Exercise requirements: The required output consists solely of the lines from the top of the listing through the line containing "to the world's", transcribed exactly.

Record set:
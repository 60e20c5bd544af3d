// Copyright 2025 the lattice-ecs contributors
//
// Licensed under the Apache License, Version 2.0 (the "License");
// you may not use this file except in compliance with the License.
// You may obtain a copy of the License at
//
//     http://www.apache.org/licenses/LICENSE-2.0
//
// Unless required by applicable law or agreed to in writing, software
// distributed under the License is distributed on an "AS IS" BASIS,
// WITHOUT WARRANTIES OR CONDITIONS OF ANY KIND, either express or implied.
// See the License for the specific language governing permissions and
// limitations under the License.

//! Structural-change notifications.

use crate::archetype::IdList;
use crate::entity::Entity;
use crate::mask::Mask;

/// Describes one structural change to an entity, delivered to the world's
/// listener callback.
///
/// The listener runs under a transient world lock, so it cannot perform
/// structural mutations itself.
#[derive(Debug, Clone, PartialEq)]
pub struct EntityEvent {
    /// The affected entity.
    pub entity: Entity,
    /// Component mask before the change.
    pub old_mask: Mask,
    /// Component mask after the change.
    pub new_mask: Mask,
    /// IDs added by the change.
    pub added: IdList,
    /// IDs removed by the change.
    pub removed: IdList,
    /// IDs of the entity after the change, ascending.
    pub current: IdList,
    /// `+1` when the entity was created, `-1` when it was removed, `0` for
    /// composition or relation-target changes.
    pub added_removed: i8,
    /// Relation target before the change (zero when none).
    pub old_target: Entity,
    /// Relation target after the change (zero when none).
    pub new_target: Entity,
    /// Whether the change was a pure relation retarget.
    pub target_changed: bool,
}

impl EntityEvent {
    /// Whether this event reports entity creation.
    pub fn entity_added(&self) -> bool {
        self.added_removed > 0
    }

    /// Whether this event reports entity removal.
    pub fn entity_removed(&self) -> bool {
        self.added_removed < 0
    }
}

/// The world's listener callback type.
pub type Listener = Box<dyn Fn(&EntityEvent)>;

#[cfg(test)]
mod tests {
    use super::*;
    use smallvec::SmallVec;

    fn event(added_removed: i8) -> EntityEvent {
        EntityEvent {
            entity: Entity::ZERO,
            old_mask: Mask::ZERO,
            new_mask: Mask::ZERO,
            added: SmallVec::new(),
            removed: SmallVec::new(),
            current: SmallVec::new(),
            added_removed,
            old_target: Entity::ZERO,
            new_target: Entity::ZERO,
            target_changed: false,
        }
    }

    #[test]
    fn test_added_removed() {
        assert!(!event(0).entity_added());
        assert!(!event(0).entity_removed());

        assert!(event(1).entity_added());
        assert!(!event(1).entity_removed());

        assert!(!event(-1).entity_added());
        assert!(event(-1).entity_removed());
    }
}
// Copyright 2025 the lattice-ecs contributors
//
// Licensed under the Apache License, Version 2.0 (the "License");
// you may not use this file except in compliance with the License.
// You may obtain a copy of the License at
//
//     http://www.apache.org/licenses/LICENSE-2.0
//
// Unless required by applicable law or agreed to in writing, software
// distributed under the License is distributed on an "AS IS" BASIS,
// WITHOUT WARRANTIES OR CONDITIONS OF ANY KIND, either express or implied.
// See the License for the specific language governing permissions and
// limitations under the License.

//! Inspection statistics for a [`World`](crate::world::World).

/// Entity pool statistics.
#[derive(Debug, Clone, Default, PartialEq, Eq)]
pub struct EntityStats {
    /// Entities currently alive.
    pub used: usize,
    /// Entity slots ever created.
    pub total: usize,
    /// Recycled slots waiting for reuse.
    pub recycled: usize,
    /// Reserved slot capacity.
    pub capacity: usize,
}

/// Statistics for one archetype.
#[derive(Debug, Clone, Default, PartialEq, Eq)]
pub struct ArchetypeStats {
    /// Whether the archetype is active (deactivated relation archetypes are
    /// retained for reuse).
    pub is_active: bool,
    /// Current number of entities.
    pub size: usize,
    /// Allocated rows.
    pub capacity: usize,
    /// Approximate reserved memory in bytes.
    pub memory: usize,
}

/// Statistics for one archetype-graph node.
#[derive(Debug, Clone, Default, PartialEq, Eq)]
pub struct NodeStats {
    /// Whether any archetype was ever created under this node.
    pub is_active: bool,
    /// Whether the node's mask contains a relation component.
    pub has_relation: bool,
    /// Number of component types in the node's mask.
    pub components: usize,
    /// Per-archetype statistics, in node list order.
    pub archetypes: Vec<ArchetypeStats>,
}

/// A snapshot of world-level statistics.
#[derive(Debug, Clone, Default)]
pub struct WorldStats {
    /// Entity pool statistics.
    pub entities: EntityStats,
    /// Number of registered component types.
    pub component_count: usize,
    /// Per-node statistics, in creation order.
    pub nodes: Vec<NodeStats>,
    /// Number of nodes with at least one archetype ever created.
    pub active_node_count: usize,
    /// Number of registered cached filters.
    pub cached_filter_count: usize,
    /// Whether any query lock is currently held.
    pub locked: bool,
}
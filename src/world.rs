// Copyright 2025 the lattice-ecs contributors
//
// Licensed under the Apache License, Version 2.0 (the "License");
// you may not use this file except in compliance with the License.
// You may obtain a copy of the License at
//
//     http://www.apache.org/licenses/LICENSE-2.0
//
// Unless required by applicable law or agreed to in writing, software
// distributed under the License is distributed on an "AS IS" BASIS,
// WITHOUT WARRANTIES OR CONDITIONS OF ANY KIND, either express or implied.
// See the License for the specific language governing permissions and
// limitations under the License.

//! The central world: entity storage, the archetype graph and orchestration.

use std::any::TypeId;
use std::cell::{Cell, RefCell};
use std::fmt::Write as _;

#[cfg(feature = "profiling")]
use tracing::info_span;

use crate::archetype::{Archetype, IdList};
use crate::batch::Batch;
use crate::bitset::BitSet;
use crate::cache::{CacheEntry, FilterCache};
use crate::component::{Comp, Component, ComponentId};
use crate::entity::{Entity, EntityLocation};
use crate::event::{EntityEvent, Listener};
use crate::filter::Filter;
use crate::mask::Mask;
use crate::node::Node;
use crate::pool::{BitPool, EntityPool};
use crate::query::{BatchArchetypes, Query};
use crate::registry::ComponentRegistry;
use crate::resources::{ResourceId, Resources};
use crate::stats::{ArchetypeStats, EntityStats, NodeStats, WorldStats};

/// World construction options.
#[derive(Debug, Clone, Copy)]
pub struct Config {
    /// Row growth quantum for archetypes and the entity index. Must be at
    /// least 1. Defaults to 128.
    pub capacity_increment: u32,
    /// Row growth quantum for relation archetypes. Zero means "use
    /// `capacity_increment`".
    pub relation_capacity_increment: u32,
}

impl Default for Config {
    fn default() -> Self {
        Self {
            capacity_increment: 128,
            relation_capacity_increment: 0,
        }
    }
}

/// Manages world locks by mask bits.
///
/// The lock state lives in interior-mutable cells so queries can acquire and
/// release locks through a shared world reference. The number of
/// simultaneous locks is limited to 128.
struct LockMask {
    locks: Cell<Mask>,
    pool: RefCell<BitPool>,
}

impl LockMask {
    fn new() -> Self {
        Self {
            locks: Cell::new(Mask::ZERO),
            pool: RefCell::new(BitPool::default()),
        }
    }

    fn lock(&self) -> u8 {
        let bit = self.pool.borrow_mut().get();
        let mut locks = self.locks.get();
        locks.set(ComponentId::new(bit), true);
        self.locks.set(locks);
        bit
    }

    fn unlock(&self, bit: u8) {
        let mut locks = self.locks.get();
        if !locks.get(ComponentId::new(bit)) {
            panic!("unbalanced unlock");
        }
        locks.set(ComponentId::new(bit), false);
        self.locks.set(locks);
        self.pool.borrow_mut().recycle(bit);
    }

    fn is_locked(&self) -> bool {
        !self.locks.get().is_zero()
    }

    fn reset(&self) {
        self.locks.set(Mask::ZERO);
        self.pool.borrow_mut().reset();
    }
}

/// The central type holding entity and component data, as well as resources.
///
/// The world provides entity creation and removal, component addition,
/// removal and exchange, entity relations, filtered [queries](World::query),
/// [cached filters](World::register_filter) and [batch](World::batch)
/// operations.
///
/// Structural mutations panic while any query lock is held; in-place value
/// writes via [`set`](World::set) are always allowed.
pub struct World {
    config: Config,
    pub(crate) registry: ComponentRegistry,
    entity_pool: EntityPool,
    /// Location of every entity, indexed by entity ID. Slot 0 is reserved.
    entities: Vec<EntityLocation>,
    /// Marks entity IDs that are currently relation targets.
    target_entities: BitSet,
    /// The archetype graph. Append-only.
    pub(crate) nodes: Vec<Node>,
    /// Arena of all archetypes, relation and non-relation alike. Append-only;
    /// retired relation archetypes are deactivated in place and reused.
    pub(crate) archetypes: Vec<Archetype>,
    /// Nodes whose mask contains a relation component.
    relation_nodes: Vec<u32>,
    locks: LockMask,
    pub(crate) filter_cache: FilterCache,
    listener: Option<Listener>,
    resources: Resources,
}

impl Default for World {
    fn default() -> Self {
        Self::new()
    }
}
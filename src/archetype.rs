// Copyright 2025 the lattice-ecs contributors
//
// Licensed under the Apache License, Version 2.0 (the "License");
// you may not use this file except in compliance with the License.
// You may obtain a copy of the License at
//
//     http://www.apache.org/licenses/LICENSE-2.0
//
// Unless required by applicable law or agreed to in writing, software
// distributed under the License is distributed on an "AS IS" BASIS,
// WITHOUT WARRANTIES OR CONDITIONS OF ANY KIND, either express or implied.
// See the License for the specific language governing permissions and
// limitations under the License.

//! Columnar archetype storage.

use std::alloc::{alloc_zeroed, dealloc, handle_alloc_error, Layout};
use std::ptr::NonNull;

use smallvec::SmallVec;

use crate::component::{Comp, ComponentId};
use crate::entity::Entity;
use crate::id_map::IdMap;
use crate::mask::Mask;
use crate::registry::TypeInfo;
use crate::util::required_capacity;

/// A type-erased component column: a manually managed, properly aligned
/// buffer of `item_size`-byte elements.
///
/// Capacity is tracked by the owning [`Archetype`]; the buffer is always
/// fully zero-initialized beyond the live rows, so newly allocated rows start
/// out zeroed. Only components with nonzero size get a column.
struct Column {
    data: NonNull<u8>,
    item_size: usize,
    align: usize,
}

impl Column {
    fn new(item_size: usize, align: usize, capacity: u32) -> Self {
        debug_assert!(item_size > 0);
        let data = unsafe { Self::alloc_buffer(item_size, align, capacity) };
        Self {
            data,
            item_size,
            align,
        }
    }

    unsafe fn alloc_buffer(item_size: usize, align: usize, capacity: u32) -> NonNull<u8> {
        let layout = Layout::from_size_align(item_size * capacity as usize, align)
            .expect("invalid column layout");
        let ptr = alloc_zeroed(layout);
        match NonNull::new(ptr) {
            Some(ptr) => ptr,
            None => handle_alloc_error(layout),
        }
    }

    /// Pointer to the element at `row`.
    #[inline]
    fn ptr(&self, row: u32) -> *mut u8 {
        unsafe { self.data.as_ptr().add(row as usize * self.item_size) }
    }

    /// Reallocates the buffer from `old_cap` to `new_cap` rows, copying all
    /// existing elements. Invalidates outstanding pointers into the column.
    unsafe fn grow(&mut self, old_cap: u32, new_cap: u32) {
        let new_data = Self::alloc_buffer(self.item_size, self.align, new_cap);
        std::ptr::copy_nonoverlapping(
            self.data.as_ptr(),
            new_data.as_ptr(),
            old_cap as usize * self.item_size,
        );
        self.release(old_cap);
        self.data = new_data;
    }

    /// Copies the element at `from` over the element at `to`.
    #[inline]
    unsafe fn copy_row(&self, from: u32, to: u32) {
        std::ptr::copy_nonoverlapping(self.ptr(from), self.ptr(to), self.item_size);
    }

    /// Zeroes `count` elements starting at `start`.
    #[inline]
    fn zero_rows(&self, start: u32, count: u32) {
        unsafe {
            std::ptr::write_bytes(self.ptr(start), 0, count as usize * self.item_size);
        }
    }

    unsafe fn release(&mut self, capacity: u32) {
        let layout = Layout::from_size_align_unchecked(
            self.item_size * capacity as usize,
            self.align,
        );
        dealloc(self.data.as_ptr(), layout);
    }
}

/// A row set of entities sharing one component mask (and, under a relation
/// node, one relation target).
///
/// Stores one entity column plus one [`Column`] per nonzero-sized component.
/// Rows are dense: removal swap-fills from the last row.
pub(crate) struct Archetype {
    pub node: u32,
    pub mask: Mask,
    pub relation: Option<ComponentId>,
    pub relation_target: Entity,
    /// Position in the owning node's archetype list, or `-1` when the
    /// archetype is deactivated and eligible for reuse with a new target.
    pub index: i32,
    entities: Vec<Entity>,
    columns: Vec<Column>,
    /// Component ID to position in `columns`.
    indices: IdMap<u32>,
    /// Number of component types in the mask, including zero-sized ones.
    comp_count: usize,
    cap: u32,
    capacity_increment: u32,
}

impl Archetype {
    /// Creates storage for the given components, which must be in ascending
    /// ID order. Placeholder archetypes (`for_storage == false`) start with
    /// capacity 1, populatable ones with the node's capacity increment.
    pub fn new(
        node: u32,
        mask: Mask,
        components: &[(ComponentId, TypeInfo)],
        relation: Option<ComponentId>,
        relation_target: Entity,
        capacity_increment: u32,
        for_storage: bool,
        index: i32,
    ) -> Self {
        let cap = if for_storage { capacity_increment } else { 1 };

        let mut columns = Vec::new();
        let mut indices = IdMap::new();
        for &(id, info) in components {
            if info.size == 0 {
                continue;
            }
            indices.set(id, columns.len() as u32);
            columns.push(Column::new(info.size, info.align, cap));
        }

        Self {
            node,
            mask,
            relation,
            relation_target,
            index,
            entities: Vec::with_capacity(cap as usize),
            columns,
            indices,
            comp_count: components.len(),
            cap,
            capacity_increment,
        }
    }

    #[inline]
    pub fn len(&self) -> u32 {
        self.entities.len() as u32
    }

    pub fn cap(&self) -> u32 {
        self.cap
    }

    #[inline]
    pub fn entity(&self, row: u32) -> Entity {
        self.entities[row as usize]
    }

    pub fn set_entity(&mut self, row: u32, entity: Entity) {
        self.entities[row as usize] = entity;
    }

    #[inline]
    pub fn has(&self, id: ComponentId) -> bool {
        self.mask.get(id)
    }

    pub fn is_active(&self) -> bool {
        self.index >= 0
    }

    /// Appends `entity` and returns its row. The row's component bytes are
    /// zeroed; the caller sets values as needed.
    pub fn alloc(&mut self, entity: Entity) -> u32 {
        let row = self.len();
        self.extend(1);
        self.entities.push(entity);
        row
    }

    /// Bulk-appends `count` zero rows, growing at most once. Entities must be
    /// filled in with [`set_entity`](Archetype::set_entity).
    pub fn alloc_n(&mut self, count: u32) {
        self.extend(count);
        let new_len = self.entities.len() + count as usize;
        self.entities.resize(new_len, Entity::ZERO);
    }

    /// Appends an entity with component values; `comps` must cover exactly
    /// the archetype's component types.
    pub fn add(&mut self, entity: Entity, comps: &[Comp<'_>]) -> u32 {
        if comps.len() != self.comp_count {
            panic!(
                "invalid number of components: got {}, archetype has {}",
                comps.len(),
                self.comp_count
            );
        }
        let row = self.alloc(entity);
        for comp in comps {
            self.set(row, comp.id, comp.bytes);
        }
        row
    }

    /// Removes the row, swap-filling from the last row. Returns whether a
    /// swap happened (i.e. the removed row was not the last). The vacated
    /// last row is zeroed.
    pub fn remove(&mut self, row: u32) -> bool {
        let last = self.len() - 1;
        let swapped = row != last;
        self.entities.swap_remove(row as usize);
        if swapped {
            for column in &self.columns {
                unsafe {
                    column.copy_row(last, row);
                }
            }
        }
        self.zero_all(last);
        swapped
    }

    /// Pointer to the component cell at `row`.
    ///
    /// Returns null when the archetype has no such component; for zero-sized
    /// components, a dangling well-aligned pointer. The pointer is valid
    /// until the next column growth or structural mutation of the archetype.
    #[inline]
    pub fn get(&self, row: u32, id: ComponentId) -> *mut u8 {
        if !self.mask.get(id) {
            return std::ptr::null_mut();
        }
        match self.indices.get(id) {
            Some(column) => self.columns[column as usize].ptr(row),
            None => NonNull::<u128>::dangling().as_ptr() as *mut u8,
        }
    }

    /// Overwrites the component cell at `row` with the given bytes.
    ///
    /// Writes go through the column's raw buffer, so this is callable through
    /// a shared reference and legal while queries are open.
    pub fn set(&self, row: u32, id: ComponentId, bytes: &[u8]) -> *mut u8 {
        if !self.mask.get(id) {
            panic!("archetype has no component of the given ID");
        }
        match self.indices.get(id) {
            Some(column) => {
                let column = &self.columns[column as usize];
                assert_eq!(
                    bytes.len(),
                    column.item_size,
                    "component value has wrong size"
                );
                let dst = column.ptr(row);
                unsafe {
                    std::ptr::copy_nonoverlapping(bytes.as_ptr(), dst, column.item_size);
                }
                dst
            }
            None => NonNull::<u128>::dangling().as_ptr() as *mut u8,
        }
    }

    /// Overwrites the component cell at `row` from a raw source cell of the
    /// same component type (typically in another archetype).
    ///
    /// # Safety
    /// `src` must point to at least the component's registered size in bytes
    /// and must not alias the destination cell.
    pub unsafe fn set_from_ptr(&self, row: u32, id: ComponentId, src: *const u8) {
        if let Some(column) = self.indices.get(id) {
            let column = &self.columns[column as usize];
            std::ptr::copy_nonoverlapping(src, column.ptr(row), column.item_size);
        }
    }

    /// Zeroes every component cell of a row.
    pub fn zero_all(&self, row: u32) {
        for column in &self.columns {
            column.zero_rows(row, 1);
        }
    }

    /// Grows storage so that `additional` more rows fit. Capacity is rounded
    /// up to the node's capacity increment. Growth invalidates all
    /// outstanding pointers into the columns.
    pub fn extend(&mut self, additional: u32) {
        let required = self.len() + additional;
        if self.cap >= required {
            return;
        }
        let new_cap = required_capacity(required, self.capacity_increment);
        for column in &mut self.columns {
            unsafe {
                column.grow(self.cap, new_cap);
            }
        }
        self.entities.reserve(new_cap as usize - self.entities.len());
        self.cap = new_cap;
    }

    /// Removes all rows, zeroing their component bytes. Keeps the reserved
    /// memory.
    pub fn reset(&mut self) {
        let len = self.len();
        if len == 0 {
            return;
        }
        self.entities.clear();
        for column in &mut self.columns {
            column.zero_rows(0, len);
        }
    }

    /// Deactivates the archetype for later reuse with another target.
    pub fn deactivate(&mut self) {
        self.reset();
        self.index = -1;
    }

    /// Reactivates a deactivated archetype for a new relation target.
    pub fn activate(&mut self, target: Entity, index: i32) {
        self.index = index;
        self.relation_target = target;
    }

    /// Estimated memory held by this archetype's buffers, in bytes.
    pub fn memory(&self) -> usize {
        let per_row: usize = self.columns.iter().map(|c| c.item_size).sum();
        self.cap as usize * (std::mem::size_of::<Entity>() + per_row)
    }
}

impl Drop for Archetype {
    fn drop(&mut self) {
        for column in &mut self.columns {
            unsafe {
                column.release(self.cap);
            }
        }
    }
}

/// The ordered component IDs of a node or archetype.
pub(crate) type IdList = SmallVec<[ComponentId; 8]>;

Task result:
repository 60e20c5bd544af3d
// Copyright 2025 the lattice-ecs contributors
//
// Licensed under the Apache License, Version 2.0 (the "License");
// you may not use this file except in compliance with the License.
// You may obtain a copy of the License at
//
//     http://www.apache.org/licenses/LICENSE-2.0
//
// Unless required by applicable law or agreed to in writing, software
// distributed under the License is distributed on an "AS IS" BASIS,
// WITHOUT WARRANTIES OR CONDITIONS OF ANY KIND, either express or implied.
// See the License for the specific language governing permissions and
// limitations under the License.

//! Structural-change notifications.

use crate::archetype::IdList;
use crate::entity::Entity;
use crate::mask::Mask;

/// Describes one structural change to an entity, delivered to the world's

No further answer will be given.